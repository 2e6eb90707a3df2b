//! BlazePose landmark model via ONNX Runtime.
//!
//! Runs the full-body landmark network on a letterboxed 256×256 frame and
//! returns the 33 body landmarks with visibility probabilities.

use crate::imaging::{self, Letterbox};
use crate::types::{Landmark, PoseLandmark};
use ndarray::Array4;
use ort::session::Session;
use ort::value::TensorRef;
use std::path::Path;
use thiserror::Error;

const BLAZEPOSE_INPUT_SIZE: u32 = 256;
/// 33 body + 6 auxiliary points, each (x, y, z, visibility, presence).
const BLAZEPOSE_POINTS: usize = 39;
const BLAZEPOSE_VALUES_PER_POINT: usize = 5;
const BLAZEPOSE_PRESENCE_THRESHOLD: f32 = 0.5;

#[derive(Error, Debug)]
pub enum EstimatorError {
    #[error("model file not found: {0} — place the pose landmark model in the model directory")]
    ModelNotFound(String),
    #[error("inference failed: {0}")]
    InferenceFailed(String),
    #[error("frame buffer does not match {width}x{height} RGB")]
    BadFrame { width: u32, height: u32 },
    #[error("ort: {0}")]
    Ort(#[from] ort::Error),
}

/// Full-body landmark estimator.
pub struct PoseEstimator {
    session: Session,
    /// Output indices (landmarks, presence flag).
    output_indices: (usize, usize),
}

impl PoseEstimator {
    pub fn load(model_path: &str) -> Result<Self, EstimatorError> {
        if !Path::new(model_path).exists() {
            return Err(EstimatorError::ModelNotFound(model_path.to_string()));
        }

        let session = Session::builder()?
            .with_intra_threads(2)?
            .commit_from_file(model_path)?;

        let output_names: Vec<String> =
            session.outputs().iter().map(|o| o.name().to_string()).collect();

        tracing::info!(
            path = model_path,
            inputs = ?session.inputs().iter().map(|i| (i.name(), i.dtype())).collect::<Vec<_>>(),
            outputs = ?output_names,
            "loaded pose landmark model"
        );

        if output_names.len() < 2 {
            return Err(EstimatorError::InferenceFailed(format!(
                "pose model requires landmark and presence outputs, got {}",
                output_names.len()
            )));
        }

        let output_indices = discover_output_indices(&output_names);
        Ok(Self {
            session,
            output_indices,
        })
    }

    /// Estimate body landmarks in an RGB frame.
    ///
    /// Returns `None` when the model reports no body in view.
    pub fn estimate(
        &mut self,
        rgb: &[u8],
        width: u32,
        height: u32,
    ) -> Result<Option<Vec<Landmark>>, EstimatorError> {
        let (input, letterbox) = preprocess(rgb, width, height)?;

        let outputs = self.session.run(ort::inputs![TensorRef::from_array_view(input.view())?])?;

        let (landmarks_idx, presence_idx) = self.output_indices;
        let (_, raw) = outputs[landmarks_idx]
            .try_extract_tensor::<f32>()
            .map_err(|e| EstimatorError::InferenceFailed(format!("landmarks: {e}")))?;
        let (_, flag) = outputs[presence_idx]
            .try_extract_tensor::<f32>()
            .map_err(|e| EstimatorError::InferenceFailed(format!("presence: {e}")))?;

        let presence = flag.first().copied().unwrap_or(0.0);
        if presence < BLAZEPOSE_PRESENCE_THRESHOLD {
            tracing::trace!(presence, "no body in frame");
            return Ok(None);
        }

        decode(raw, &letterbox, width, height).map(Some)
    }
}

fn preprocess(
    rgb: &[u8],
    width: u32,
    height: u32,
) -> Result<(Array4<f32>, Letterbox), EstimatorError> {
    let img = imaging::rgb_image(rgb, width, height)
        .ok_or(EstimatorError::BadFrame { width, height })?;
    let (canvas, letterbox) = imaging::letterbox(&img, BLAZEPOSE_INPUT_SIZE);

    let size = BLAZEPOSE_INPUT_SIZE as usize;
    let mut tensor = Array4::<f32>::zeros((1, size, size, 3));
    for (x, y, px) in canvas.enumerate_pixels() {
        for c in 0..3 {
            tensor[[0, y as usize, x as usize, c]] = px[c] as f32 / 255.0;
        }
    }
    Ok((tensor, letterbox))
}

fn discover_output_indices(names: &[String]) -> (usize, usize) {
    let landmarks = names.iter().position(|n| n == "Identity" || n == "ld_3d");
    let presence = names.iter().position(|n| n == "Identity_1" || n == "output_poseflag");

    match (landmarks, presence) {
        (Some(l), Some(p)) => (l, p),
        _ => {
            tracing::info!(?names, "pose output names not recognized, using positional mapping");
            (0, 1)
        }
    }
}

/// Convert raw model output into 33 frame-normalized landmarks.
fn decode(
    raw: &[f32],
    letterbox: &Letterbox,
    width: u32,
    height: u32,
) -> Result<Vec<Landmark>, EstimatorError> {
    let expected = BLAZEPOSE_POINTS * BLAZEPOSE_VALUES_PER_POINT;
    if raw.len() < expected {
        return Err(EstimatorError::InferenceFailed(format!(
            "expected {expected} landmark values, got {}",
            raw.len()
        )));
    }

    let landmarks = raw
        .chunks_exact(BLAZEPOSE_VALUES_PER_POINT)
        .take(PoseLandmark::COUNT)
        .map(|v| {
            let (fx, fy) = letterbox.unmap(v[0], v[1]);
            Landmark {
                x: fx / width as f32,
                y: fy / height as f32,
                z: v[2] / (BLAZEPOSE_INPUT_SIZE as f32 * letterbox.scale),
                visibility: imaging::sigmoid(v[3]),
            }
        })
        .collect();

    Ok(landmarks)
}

EXERCISE INSTRUCTIONS> Look above and return each line of the records exactly, from the very first through the line with "Full-body landmark estimator.", both included.

ANSWER AREA>
repository 2e6eb90707a3df2b
//! BlazePose landmark model via ONNX Runtime.
//!
//! Runs the full-body landmark network on a letterboxed 256×256 frame and
//! returns the 33 body landmarks with visibility probabilities.

use crate::imaging::{self, Letterbox};
use crate::types::{Landmark, PoseLandmark};
use ndarray::Array4;
use ort::session::Session;
use ort::value::TensorRef;
use std::path::Path;
use thiserror::Error;

const BLAZEPOSE_INPUT_SIZE: u32 = 256;
/// 33 body + 6 auxiliary points, each (x, y, z, visibility, presence).
const BLAZEPOSE_POINTS: usize = 39;
const BLAZEPOSE_VALUES_PER_POINT: usize = 5;
const BLAZEPOSE_PRESENCE_THRESHOLD: f32 = 0.5;

#[derive(Error, Debug)]
pub enum EstimatorError {
    #[error("model file not found: {0} — place the pose landmark model in the model directory")]
    ModelNotFound(String),
    #[error("inference failed: {0}")]
    InferenceFailed(String),
    #[error("frame buffer does not match {width}x{height} RGB")]
    BadFrame { width: u32, height: u32 },
    #[error("ort: {0}")]
    Ort(#[from] ort::Error),
}

/// Full-body landmark estimator.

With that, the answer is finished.